━━━━━ Entries provided
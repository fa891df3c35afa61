//! Error taxonomy for the sync core.
//!
//! The engine, metadata store, remote client, and harvester all return
//! [`SyncResult`]. Orchestration code (jobs, scheduler, CLI) wraps these in
//! `anyhow` with additional context.

use thiserror::Error;

/// Result type for sync operations.
pub type SyncResult<T> = Result<T, SyncError>;

/// Errors that can occur while syncing artifacts or harvesting feeds.
#[derive(Error, Debug)]
pub enum SyncError {
    /// The artifact has no meaningful content. Never escalated by the engine.
    #[error("empty content for {filename}")]
    EmptyContent { filename: String },

    /// The remote store has no document with this id.
    #[error("remote document not found: {document_id}")]
    RemoteNotFound { document_id: String },

    /// Any other transport or server failure talking to the remote store.
    #[error("remote store unavailable [{client_id}][{target}]: {message}")]
    RemoteUnavailable {
        client_id: String,
        target: String,
        status: Option<u16>,
        message: String,
    },

    /// An operation that needs a remote document id was called without one.
    #[error("document id is required for {operation}")]
    MissingRequiredIdentifier { operation: &'static str },

    /// No credentials are configured for this client.
    #[error("unknown client: '{0}'")]
    UnknownClient(String),

    /// An upstream feed (schedule, activities) failed or returned garbage.
    #[error("upstream error from {endpoint}: {message}")]
    Upstream { endpoint: String, message: String },

    #[error("invalid input: {0}")]
    InvalidInput(String),

    #[error("metadata store error: {0}")]
    Store(#[from] sqlx::Error),

    #[error("json error: {0}")]
    Json(#[from] serde_json::Error),

    #[error("I/O error: {0}")]
    Io(#[from] std::io::Error),
}

impl SyncError {
    pub fn unavailable(
        client_id: &str,
        target: &str,
        status: Option<u16>,
        message: impl Into<String>,
    ) -> Self {
        Self::RemoteUnavailable {
            client_id: client_id.to_string(),
            target: target.to_string(),
            status,
            message: message.into(),
        }
    }

    pub fn upstream(endpoint: &str, message: impl Into<String>) -> Self {
        Self::Upstream {
            endpoint: endpoint.to_string(),
            message: message.into(),
        }
    }

    /// Returns true if a replace that failed this way should fall back to create.
    pub fn is_not_found(&self) -> bool {
        matches!(self, SyncError::RemoteNotFound { .. })
    }
}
━━━━━━━━━━
## [Directions for this task]
Write out only the lines from the very start of the entries above to the line that includes "pub enum SyncError", both ends included, each one unchanged.

## [Answer below]
repository fa891df3c35afa61
//! Error taxonomy for the sync core.
//!
//! The engine, metadata store, remote client, and harvester all return
//! [`SyncResult`]. Orchestration code (jobs, scheduler, CLI) wraps these in
//! `anyhow` with additional context.

use thiserror::Error;

/// Result type for sync operations.
pub type SyncResult<T> = Result<T, SyncError>;

/// Errors that can occur while syncing artifacts or harvesting feeds.
#[derive(Error, Debug)]
pub enum SyncError {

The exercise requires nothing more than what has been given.